National Clean Air for the Long Haul Coalition Demands Stronger Soot Pollution Standards

Historically Marginalized Communities Largely Impacted by Hazardous Air Pollutants Could Find Some Relief Through a Rigid Clean Air Rule, But More is Needed


January 6, 2023
Contact: Charmaine Riley,


WASHINGTON — Today, the Environmental Protection Agency (EPA) announced its long overdue National Ambient Air Quality Standards’ Particulate Matter (NAAQS PM) proposed rule. The Clean Air for the Long Haul coalition, a newly formed cohort of leading environmental justice organizations, recognizes the EPA’s efforts to prioritize environmental justice and civil rights in regulatory policies by proposing to update the existing particulate matter standard, however continues to urge the agency to enact much stronger soot pollution standards.

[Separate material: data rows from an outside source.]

//! Doji: near-zero body relative to range, after a downtrend.

use std::collections::HashMap;

use serde::{Deserialize, Serialize};

use super::helpers::{self, doji_pattern_confidence, finish, ingest};
use crate::params::{self, get_ratio, ParamMeta, ParameterizedDetector};
use crate::trend::TrendConfig;
use crate::window::Window;
use crate::{Candle, PatternDetector, PatternKind, PatternMetadata, PatternResult, Ratio, Result};

#[derive(Debug, Clone, Copy, PartialEq, Serialize, Deserialize)]
#[serde(default)]
pub struct DojiConfig {
    /// Maximum body / range.
    pub body_ratio_threshold: Ratio,
    pub trend: TrendConfig,
}

impl Default for DojiConfig {
    fn default() -> Self {
        Self {
            body_ratio_threshold: Ratio::new_const(helpers::DOJI_BODY_RATIO),
            trend: TrendConfig::default(),
        }
    }
}

impl DojiConfig {
    pub fn validate(&self) -> Result<()> {
        helpers::positive_threshold("body_ratio_threshold", self.body_ratio_threshold.get())?;
        self.trend.validate()
    }
}

/// Doji after a downtrend
#[derive(Debug, Clone)]
pub struct DojiDetector {
    pub config: DojiConfig,
    window: Window,
}

impl Default for DojiDetector {
    fn default() -> Self {
        let config = DojiConfig::default();
        Self {
            window: Window::for_trend(config.trend.trend_periods),
            config,
        }
    }
}

impl DojiDetector {
    pub fn new(config: DojiConfig) -> Result<Self> {
        config.validate()?;
        Ok(Self {
            window: Window::for_trend(config.trend.trend_periods),
            config,
        })
    }
}

impl PatternDetector for DojiDetector {
    fn kind(&self) -> PatternKind {
        PatternKind::Doji
    }

    fn detect_candle(&mut self, symbol: &str, candle: Candle) -> Result<PatternResult> {
        let kind = self.kind();
        let (shape, trend) = ingest(&mut self.window, &self.config.trend, kind, symbol, candle)?;
        let threshold = self.config.body_ratio_threshold.get();

        // a flat bar has body_ratio 0 but is not a doji
        let admitted = shape.has_height() && shape.body_ratio <= threshold && trend.in_trend;
        let pattern_confidence = admitted.then(|| doji_pattern_confidence(shape.body_ratio, threshold));

        Ok(finish(kind, symbol, &candle, shape, None, trend, pattern_confidence))
    }

    fn window(&self) -> &Window {
        &self.window
    }

    fn reset(&mut self) {
        self.window.clear();
    }

    fn validate_config(&self) -> Result<()> {
        self.config.validate()
    }

    fn metadata(&self) -> PatternMetadata {
        PatternMetadata {
            name: self.kind().name(),
            description: "Open and close nearly equal after a downtrend",
            direction: self.kind().typical_direction(),
        }
    }
}

static DOJI_PARAMS: &[ParamMeta] = &[
    ParamMeta::ratio(
        "body_ratio_threshold",
        helpers::DOJI_BODY_RATIO,
        (0.02, 0.2, 0.02),
        "Maximum body to range ratio",
    ),
    params::TREND_PERIODS,
    params::MIN_TREND_STRENGTH,
    params::MAX_REVERSAL_CANDLES,
    params::MIN_CONSECUTIVE,
];

impl ParameterizedDetector for DojiDetector {
    fn param_meta() -> &'static [ParamMeta] {
        DOJI_PARAMS
    }

    fn with_params(params: &HashMap<&str, f64>) -> Result<Self> {
        Self::new(DojiConfig {
            body_ratio_threshold: get_ratio(params, "body_ratio_threshold", helpers::DOJI_BODY_RATIO)?,
            trend: TrendConfig::with_params(params)?,
        })
    }

    fn pattern_kind() -> PatternKind {
        PatternKind::Doji
    }
}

The NAAQS PM rule modernizes outdated soot standards that currently allow toxic levels of pollution that prematurely kill people, especially people of color. This newest standard is progress but, based on science, we urge the EPA to set stronger annual NAAQS PM standards of no higher than eight micrograms per cubic meter (μg/m3)of air and to update the daily standard from 35 μg/m3 to no higher than 25 μg/m3 for the 24-hour standard, which could save nearly 20,000 lives each year

“Everyone should have the right to breathe clean air, however Brown and Black communities at the fenceline are exposed to daily excesses of air pollution,” said Atenas Mena, CleanAirNow Health Director. “The particulate matter NAAQs rule proposed by the EPA today is a step closer to addressing the health and economic impacts caused by decades of inadequate, racist environmental regulation.”

To promote health equity, the Clean Air for the Long Haul coalition urges the EPA to move quickly to finalize the strongest option backed by doctors, nurses and scientists. Stricter regulations will decrease the likelihood these communities will inhale particulate matter, which leads to respiratory problems, heart attacks, and premature death. The new soot protection standards must include a regulatory framework ensuring cleaner air for communities so that children, seniors, and other vulnerable populations can thrive.

“Though overdue, our enthusiasm still remains,” Mena added. “We look forward to a robust public comment period and working with environmental justice communities, Tribes, advocacy organizations, businesses, industry, and state and local governments to ensure the protections outlined are swiftly and equitably implemented across America’s most vulnerable communities. Our lungs cannot wait.”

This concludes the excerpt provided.